Segment Start: Records shown

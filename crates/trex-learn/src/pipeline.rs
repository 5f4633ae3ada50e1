//! Learning a reward model end to end from unsorted demonstrations

use std::path::Path;

use serde::{Deserialize, Serialize};
use tracing::info;

use trex_core::{Demonstration, ExecutionContext, RankedDemonstrations, Result};

use crate::checkpoint::CheckpointSink;
use crate::evaluator::{accuracy, predict_traj_return};
use crate::network::{RewardNet, RewardNetConfig};
use crate::sampler::{SamplerConfig, SnippetSampler};
use crate::trainer::{PairwiseRankingTrainer, TrainerConfig, TrainingStats};

/// RNG stream for snippet sampling
pub const SAMPLE_STREAM: u64 = 1;
/// RNG stream for weight initialisation
pub const INIT_STREAM: u64 = 2;

/// Everything needed for one reward-learning run
#[derive(Debug, Clone, Default, Serialize, Deserialize)]
#[serde(default)]
pub struct TrexConfig {
    /// Snippet sampling
    pub sampler: SamplerConfig,
    /// Optimisation
    pub trainer: TrainerConfig,
    /// Reward network architecture
    pub network: RewardNetConfig,
    /// Device and seed
    pub context: ExecutionContext,
}

/// Result of [`learn_reward`]
#[derive(Debug, Clone)]
pub struct LearningOutcome {
    /// Trained network, also saved to the output path
    pub model: RewardNet,
    /// Training summary
    pub stats: TrainingStats,
    /// Ranking accuracy on the training pairs
    pub train_accuracy: f64,
    /// `(true, predicted)` return of every demonstration, in ranked order
    pub predicted_returns: Vec<(f64, f64)>,
}

/// Sort, sample, train, save, and report.
pub async fn learn_reward<S>(
    demos: Vec<Demonstration>,
    config: &TrexConfig,
    checkpoint: &S,
    output_path: &Path,
) -> Result<LearningOutcome>
where
    S: CheckpointSink<RewardNet> + ?Sized,
{
    let ranked = RankedDemonstrations::from_unsorted(demos)?;
    info!(lengths = ?ranked.lengths(), "demonstration lengths");
    info!(returns = ?ranked.returns(), "sorted returns");

    let sampler = SnippetSampler::new(config.sampler)?;
    let trainer = PairwiseRankingTrainer::new(config.trainer)?;
    let ctx = &config.context;

    let pairs = sampler.sample(&ranked, &mut ctx.rng_for(SAMPLE_STREAM))?;
    let mut model = RewardNet::new(
        ranked.frame_shape(),
        config.network.clone(),
        &mut ctx.rng_for(INIT_STREAM),
    )?;

    let stats = trainer.train(&mut model, &pairs, ctx, checkpoint).await?;
    model.save(output_path).await?;
    info!(path = %output_path.display(), "saved reward model");

    let mut predicted_returns = Vec::with_capacity(ranked.len());
    for demo in ranked.iter() {
        let predicted = predict_traj_return(&model, &demo.frames())?;
        info!(
            predicted,
            actual = demo.total_return(),
            "predicted vs true return"
        );
        predicted_returns.push((demo.total_return(), predicted));
    }

    let train_accuracy = accuracy(&model, &pairs)?;
    info!(train_accuracy, "training accuracy");

    Ok(LearningOutcome {
        model,
        stats,
        train_accuracy,
        predicted_returns,
    })
}

#[cfg(test)]
mod tests {
    use super::*;
    use rand::rngs::StdRng;
    use rand::SeedableRng;
    use trex_core::synthetic::{demonstrations, SyntheticSpec};
    use trex_core::FrameShape;

    use crate::checkpoint::{FileCheckpoint, NoCheckpoint};

    fn config() -> TrexConfig {
        TrexConfig {
            sampler: SamplerConfig {
                num_snippets: 100,
                min_snippet_len: 5,
                max_snippet_len: 10,
            },
            trainer: TrainerConfig {
                num_epochs: 3,
                learning_rate: 1e-2,
                checkpoint_every: 100,
                ..TrainerConfig::default()
            },
            network: RewardNetConfig {
                hidden_dims: vec![8],
                leaky_slope: 0.01,
            },
            context: ExecutionContext::seeded(11),
        }
    }

    fn synthetic(returns: &[f64]) -> Vec<Demonstration> {
        let spec = SyntheticSpec {
            len: 30,
            frame_shape: FrameShape::new(3, 3, 1),
            ..SyntheticSpec::default()
        };
        demonstrations(returns, &spec, &mut StdRng::seed_from_u64(5)).unwrap()
    }

    #[tokio::test]
    async fn learns_ranking_of_synthetic_demonstrations() {
        let dir = tempfile::tempdir().unwrap();
        let output = dir.path().join("reward.params");
        // Deliberately unsorted
        let demos = synthetic(&[9.0, 2.0, 5.0]);

        let outcome = learn_reward(demos, &config(), &NoCheckpoint, &output)
            .await
            .unwrap();

        assert!(outcome.train_accuracy >= 0.9, "accuracy {}", outcome.train_accuracy);
        assert_eq!(outcome.stats.pairs_processed, 300);
        let truths: Vec<f64> = outcome.predicted_returns.iter().map(|p| p.0).collect();
        assert_eq!(truths, vec![2.0, 5.0, 9.0]);
        let predicted: Vec<f64> = outcome.predicted_returns.iter().map(|p| p.1).collect();
        assert!(predicted[0] < predicted[1] && predicted[1] < predicted[2]);
    }

    #[tokio::test]
    async fn saved_model_reproduces_predictions() {
        let dir = tempfile::tempdir().unwrap();
        let output = dir.path().join("reward.params");
        let sink = FileCheckpoint::new(dir.path().join("checkpoint.params"));
        let demos = synthetic(&[1.0, 4.0]);
        let sample = demos[0].clone();

        let outcome = learn_reward(demos, &config(), &sink, &output).await.unwrap();
        let loaded = RewardNet::load(&output).await.unwrap();

        assert_eq!(
            predict_traj_return(&loaded, &sample.frames()).unwrap(),
            predict_traj_return(&outcome.model, &sample.frames()).unwrap()
        );
        assert!(sink.path().exists());
    }

    #[tokio::test]
    async fn invalid_sampler_config_fails_fast() {
        let dir = tempfile::tempdir().unwrap();
        let mut config = config();
        config.sampler.min_snippet_len = 10;
        let result = learn_reward(synthetic(&[1.0, 2.0]), &config, &NoCheckpoint, &dir.path().join("x")).await;
        assert!(result.is_err());
        assert!(!dir.path().join("x").exists());
    }
}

Segment End: Records shown

What you are asked to do: Would you restate the material above word for word?

Response:
filename crates/trex-learn/src/pipeline.rs
repository 5f4633ae3ada50e1
//! Learning a reward model end to end from unsorted demonstrations

use std::path::Path;

use serde::{Deserialize, Serialize};
use tracing::info;

use trex_core::{Demonstration, ExecutionContext, RankedDemonstrations, Result};

use crate::checkpoint::CheckpointSink;
use crate::evaluator::{accuracy, predict_traj_return};
use crate::network::{RewardNet, RewardNetConfig};
use crate::sampler::{SamplerConfig, SnippetSampler};
use crate::trainer::{PairwiseRankingTrainer, TrainerConfig, TrainingStats};

/// RNG stream for snippet sampling
pub const SAMPLE_STREAM: u64 = 1;
/// RNG stream for weight initialisation
pub const INIT_STREAM: u64 = 2;

/// Everything needed for one reward-learning run
#[derive(Debug, Clone, Default, Serialize, Deserialize)]
#[serde(default)]
pub struct TrexConfig {
    /// Snippet sampling
    pub sampler: SamplerConfig,
    /// Optimisation
    pub trainer: TrainerConfig,
    /// Reward network architecture
    pub network: RewardNetConfig,
    /// Device and seed
    pub context: ExecutionContext,
}

/// Result of [`learn_reward`]
#[derive(Debug, Clone)]
pub struct LearningOutcome {
    /// Trained network, also saved to the output path
    pub model: RewardNet,
    /// Training summary
    pub stats: TrainingStats,
    /// Ranking accuracy on the training pairs
    pub train_accuracy: f64,
    /// `(true, predicted)` return of every demonstration, in ranked order
    pub predicted_returns: Vec<(f64, f64)>,
}

/// Sort, sample, train, save, and report.
pub async fn learn_reward<S>(
    demos: Vec<Demonstration>,
    config: &TrexConfig,
    checkpoint: &S,
    output_path: &Path,
) -> Result<LearningOutcome>
where
    S: CheckpointSink<RewardNet> + ?Sized,
{
    let ranked = RankedDemonstrations::from_unsorted(demos)?;
    info!(lengths = ?ranked.lengths(), "demonstration lengths");
    info!(returns = ?ranked.returns(), "sorted returns");

    let sampler = SnippetSampler::new(config.sampler)?;
    let trainer = PairwiseRankingTrainer::new(config.trainer)?;
    let ctx = &config.context;

    let pairs = sampler.sample(&ranked, &mut ctx.rng_for(SAMPLE_STREAM))?;
    let mut model = RewardNet::new(
        ranked.frame_shape(),
        config.network.clone(),
        &mut ctx.rng_for(INIT_STREAM),
    )?;

    let stats = trainer.train(&mut model, &pairs, ctx, checkpoint).await?;
    model.save(output_path).await?;
    info!(path = %output_path.display(), "saved reward model");

    let mut predicted_returns = Vec::with_capacity(ranked.len());
    for demo in ranked.iter() {
        let predicted = predict_traj_return(&model, &demo.frames())?;
        info!(
            predicted,
            actual = demo.total_return(),
            "predicted vs true return"
        );
        predicted_returns.push((demo.total_return(), predicted));
    }

    let train_accuracy = accuracy(&model, &pairs)?;
    info!(train_accuracy, "training accuracy");

    Ok(LearningOutcome {
        model,
        stats,
        train_accuracy,
        predicted_returns,
    })
}

#[cfg(test)]
mod tests {
    use super::*;
    use rand::rngs::StdRng;
    use rand::SeedableRng;
    use trex_core::synthetic::{demonstrations, SyntheticSpec};
    use trex_core::FrameShape;

    use crate::checkpoint::{FileCheckpoint, NoCheckpoint};

    fn config() -> TrexConfig {
        TrexConfig {
            sampler: SamplerConfig {
                num_snippets: 100,
                min_snippet_len: 5,
                max_snippet_len: 10,
            },
            trainer: TrainerConfig {
                num_epochs: 3,
                learning_rate: 1e-2,
                checkpoint_every: 100,
                ..TrainerConfig::default()
            },
            network: RewardNetConfig {
                hidden_dims: vec![8],
                leaky_slope: 0.01,
            },
            context: ExecutionContext::seeded(11),
        }
    }

    fn synthetic(returns: &[f64]) -> Vec<Demonstration> {
        let spec = SyntheticSpec {
            len: 30,
            frame_shape: FrameShape::new(3, 3, 1),
            ..SyntheticSpec::default()
        };
        demonstrations(returns, &spec, &mut StdRng::seed_from_u64(5)).unwrap()
    }

    #[tokio::test]
    async fn learns_ranking_of_synthetic_demonstrations() {
        let dir = tempfile::tempdir().unwrap();
        let output = dir.path().join("reward.params");
        // Deliberately unsorted
        let demos = synthetic(&[9.0, 2.0, 5.0]);

        let outcome = learn_reward(demos, &config(), &NoCheckpoint, &output)
            .await
            .unwrap();

        assert!(outcome.train_accuracy >= 0.9, "accuracy {}", outcome.train_accuracy);
        assert_eq!(outcome.stats.pairs_processed, 300);
        let truths: Vec<f64> = outcome.predicted_returns.iter().map(|p| p.0).collect();
        assert_eq!(truths, vec![2.0, 5.0, 9.0]);
        let predicted: Vec<f64> = outcome.predicted_returns.iter().map(|p| p.1).collect();
        assert!(predicted[0] < predicted[1] && predicted[1] < predicted[2]);
    }

    #[tokio::test]
    async fn saved_model_reproduces_predictions() {
        let dir = tempfile::tempdir().unwrap();
        let output = dir.path().join("reward.params");
        let sink = FileCheckpoint::new(dir.path().join("checkpoint.params"));
        let demos = synthetic(&[1.0, 4.0]);
        let sample = demos[0].clone();

        let outcome = learn_reward(demos, &config(), &sink, &output).await.unwrap();
        let loaded = RewardNet::load(&output).await.unwrap();

        assert_eq!(
            predict_traj_return(&loaded, &sample.frames()).unwrap(),
            predict_traj_return(&outcome.model, &sample.frames()).unwrap()
        );
        assert!(sink.path().exists());
    }

    #[tokio::test]
    async fn invalid_sampler_config_fails_fast() {
        let dir = tempfile::tempdir().unwrap();
        let mut config = config();
        config.sampler.min_snippet_len = 10;
        let result = learn_reward(synthetic(&[1.0, 2.0]), &config, &NoCheckpoint, &dir.path().join("x")).await;
        assert!(result.is_err());
        assert!(!dir.path().join("x").exists());
    }
}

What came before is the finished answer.